==== RECORDS ====
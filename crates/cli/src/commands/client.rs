//! Client commands that talk to a running server (hash, get, stats, shutdown)

use anyhow::{Context, Result, bail};
use hashvault::StatsReport;
use reqwest::{StatusCode, header};

/// Thin HTTP client for a hashvault server
pub struct Client {
  base_url: String,
  http: reqwest::Client,
}

impl Client {
  /// Accepts `host:port` or a full `http://` URL
  pub fn new(addr: &str) -> Self {
    let addr = addr.trim_end_matches('/');
    let base_url = if addr.starts_with("http://") || addr.starts_with("https://") {
      addr.to_string()
    } else {
      format!("http://{}", addr)
    };
    Self {
      base_url,
      http: reqwest::Client::new(),
    }
  }

  fn url(&self, path: &str) -> String {
    format!("{}{}", self.base_url, path)
  }

  /// Reserve an id for `password`
  pub async fn hash(&self, password: &str) -> Result<u64> {
    let body = serde_urlencoded::to_string([("password", password)])?;
    let response = self
      .http
      .post(self.url("/hash"))
      .header(header::CONTENT_TYPE, "application/x-www-form-urlencoded")
      .body(body)
      .send()
      .await
      .with_context(|| format!("Failed to reach server at {}", self.base_url))?;

    let status = response.status();
    let text = response.text().await?;
    if status != StatusCode::CREATED {
      bail!("Server returned {}: {}", status, text.trim());
    }
    text
      .trim()
      .parse()
      .with_context(|| format!("Unexpected id in response: {:?}", text))
  }

  /// Fetch a digest; `None` while unknown or still pending
  pub async fn get(&self, id: u64) -> Result<Option<String>> {
    let response = self
      .http
      .get(self.url(&format!("/hash/{}", id)))
      .send()
      .await
      .with_context(|| format!("Failed to reach server at {}", self.base_url))?;

    match response.status() {
      StatusCode::OK => Ok(Some(response.text().await?)),
      StatusCode::NOT_FOUND => Ok(None),
      status => bail!("Server returned {}: {}", status, response.text().await?.trim()),
    }
  }

  pub async fn stats(&self) -> Result<StatsReport> {
    let response = self
      .http
      .get(self.url("/stats"))
      .send()
      .await
      .with_context(|| format!("Failed to reach server at {}", self.base_url))?;

    if !response.status().is_success() {
      bail!("Server returned {}", response.status());
    }
    response.json().await.context("Malformed stats response")
  }

  /// Ask the server to drain and exit
  pub async fn shutdown(&self) -> Result<()> {
    let response = self
      .http
      .post(self.url("/shutdown"))
      .send()
      .await
      .with_context(|| format!("Failed to reach server at {}", self.base_url))?;

    if !response.status().is_success() {
      bail!("Server returned {}", response.status());
    }
    Ok(())
  }
}

pub async fn cmd_hash(addr: &str, password: &str) -> Result<()> {
  let id = Client::new(addr).hash(password).await?;
  println!("{}", id);
  Ok(())
}

pub async fn cmd_get(addr: &str, id: u64) -> Result<()> {
  match Client::new(addr).get(id).await? {
    Some(digest) => {
      println!("{}", digest);
      Ok(())
    }
    None => bail!("Hash {} not found (unknown id, or its digest is still pending)", id),
  }
}

pub async fn cmd_stats(addr: &str, json: bool) -> Result<()> {
  let report = Client::new(addr).stats().await?;

  if json {
    println!("{}", serde_json::to_string_pretty(&report)?);
    return Ok(());
  }

  println!("hashvault Statistics");
  println!("====================\n");
  println!("Requests:       {}", report.total);
  println!("Avg latency:    {} µs", report.average);
  Ok(())
}

pub async fn cmd_shutdown(addr: &str) -> Result<()> {
  Client::new(addr).shutdown().await?;
  println!("Shutdown requested; the server exits once pending digests are stored");
  Ok(())
}
//! hashvault CLI - password hashing service with delayed digests

use anyhow::{Context, Result};
use clap::{Parser, Subcommand};
use hashvault::{RuntimeConfig, config::Config};
use std::path::{Path, PathBuf};

mod commands;
mod logging;

use commands::{
  apply_overrides, cmd_config_init, cmd_config_show, cmd_digest, cmd_get, cmd_hash, cmd_serve, cmd_shutdown, cmd_stats,
};
use logging::{init_cli_logging, init_server_logging};

#[derive(Parser)]
#[command(name = "hashvault")]
#[command(about = "Password hashing service with delayed digests and graceful drain")]
#[command(after_help = "\
QUICK START:
  hashvault serve                      # Start the server (127.0.0.1:3333)
  hashvault hash angryMonkey           # Reserve an id, prints it
  hashvault get 1                      # Digest, once the delay has passed
  hashvault stats                      # Request count and average latency
  hashvault shutdown                   # Drain pending digests and exit")]
struct Cli {
  /// Config file (default: ~/.config/hashvault/config.toml)
  #[arg(long, global = true, value_name = "FILE")]
  config: Option<PathBuf>,

  /// Server address for client commands (default: server.bind from config)
  #[arg(long, global = true, value_name = "HOST:PORT")]
  addr: Option<String>,

  #[command(subcommand)]
  command: Commands,
}

#[derive(Subcommand)]
pub enum ConfigCommand {
  /// Show the effective configuration
  #[command(long_about = "Show the current effective configuration.\n\n\
    Displays which config file is being used and its contents as TOML.")]
  Show,

  /// Write a default config file
  #[command(long_about = "Write the default configuration template.\n\n\
    Targets ~/.config/hashvault/config.toml, or the path given with --config.")]
  Init {
    /// Overwrite an existing file
    #[arg(long)]
    force: bool,
  },
}

#[derive(Subcommand)]
enum Commands {
  /// Run the HTTP server in the foreground
  Serve {
    /// Address to bind, overrides server.bind
    #[arg(long)]
    bind: Option<String>,
    /// Delay before a digest becomes visible, overrides server.hash_delay_ms
    #[arg(long)]
    hash_delay_ms: Option<u64>,
  },
  /// Submit a password and print its id
  Hash { password: String },
  /// Print the digest stored under an id
  Get { id: u64 },
  /// Show request statistics
  Stats {
    /// Output as JSON
    #[arg(long)]
    json: bool,
  },
  /// Ask a running server to drain and exit
  Shutdown,
  /// Compute a digest locally without a server
  Digest { plaintext: String },
  /// Manage configuration
  #[command(after_help = "\
CONFIG LOCATIONS:
  User:    ~/.config/hashvault/config.toml
  Custom:  --config <FILE>")]
  Config {
    #[command(subcommand)]
    command: ConfigCommand,
  },
}

#[tokio::main]
async fn main() -> Result<()> {
  let cli = Cli::parse();
  let config_path = cli.config.as_deref();

  // The server configures its own logging once the config is loaded
  if !matches!(cli.command, Commands::Serve { .. }) {
    init_cli_logging();
  }

  match cli.command {
    Commands::Serve { bind, hash_delay_ms } => {
      let mut runtime_config = RuntimeConfig::load(config_path).context("Failed to load config")?;
      apply_overrides(&mut runtime_config.config, bind, hash_delay_ms);

      // Keep the guard alive so buffered file logs are flushed on exit
      let _guard = init_server_logging(&runtime_config.config.daemon);
      cmd_serve(runtime_config).await
    }
    Commands::Hash { password } => cmd_hash(&client_addr(cli.addr, config_path)?, &password).await,
    Commands::Get { id } => cmd_get(&client_addr(cli.addr, config_path)?, id).await,
    Commands::Stats { json } => cmd_stats(&client_addr(cli.addr, config_path)?, json).await,
    Commands::Shutdown => cmd_shutdown(&client_addr(cli.addr, config_path)?).await,
    Commands::Digest { plaintext } => cmd_digest(&plaintext),
    Commands::Config { command } => match command {
      ConfigCommand::Show => cmd_config_show(config_path),
      ConfigCommand::Init { force } => cmd_config_init(config_path, force),
    },
  }
}

/// `--addr` if given, otherwise the configured bind address
fn client_addr(explicit: Option<String>, config_path: Option<&Path>) -> Result<String> {
  match explicit {
    Some(addr) => Ok(addr),
    None => Ok(Config::load(config_path).context("Failed to load config")?.server.bind),
  }
}
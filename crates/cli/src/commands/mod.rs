//! CLI command implementations

mod client;
mod config;
mod digest;
mod serve;

pub use client::{cmd_get, cmd_hash, cmd_shutdown, cmd_stats};
pub use config::{cmd_config_init, cmd_config_show};
pub use digest::cmd_digest;
pub use serve::{apply_overrides, cmd_serve};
====
ACTIVITY — What is needed is a word-for-word copy of the records above, from the first line through the line that contains "let text = response.text().await?;".

EXERCISE RESULT —
filename crates/cli/src/commands/client.rs
//! Client commands that talk to a running server (hash, get, stats, shutdown)

use anyhow::{Context, Result, bail};
use hashvault::StatsReport;
use reqwest::{StatusCode, header};

/// Thin HTTP client for a hashvault server
pub struct Client {
  base_url: String,
  http: reqwest::Client,
}

impl Client {
  /// Accepts `host:port` or a full `http://` URL
  pub fn new(addr: &str) -> Self {
    let addr = addr.trim_end_matches('/');
    let base_url = if addr.starts_with("http://") || addr.starts_with("https://") {
      addr.to_string()
    } else {
      format!("http://{}", addr)
    };
    Self {
      base_url,
      http: reqwest::Client::new(),
    }
  }

  fn url(&self, path: &str) -> String {
    format!("{}{}", self.base_url, path)
  }

  /// Reserve an id for `password`
  pub async fn hash(&self, password: &str) -> Result<u64> {
    let body = serde_urlencoded::to_string([("password", password)])?;
    let response = self
      .http
      .post(self.url("/hash"))
      .header(header::CONTENT_TYPE, "application/x-www-form-urlencoded")
      .body(body)
      .send()
      .await
      .with_context(|| format!("Failed to reach server at {}", self.base_url))?;

    let status = response.status();
    let text = response.text().await?;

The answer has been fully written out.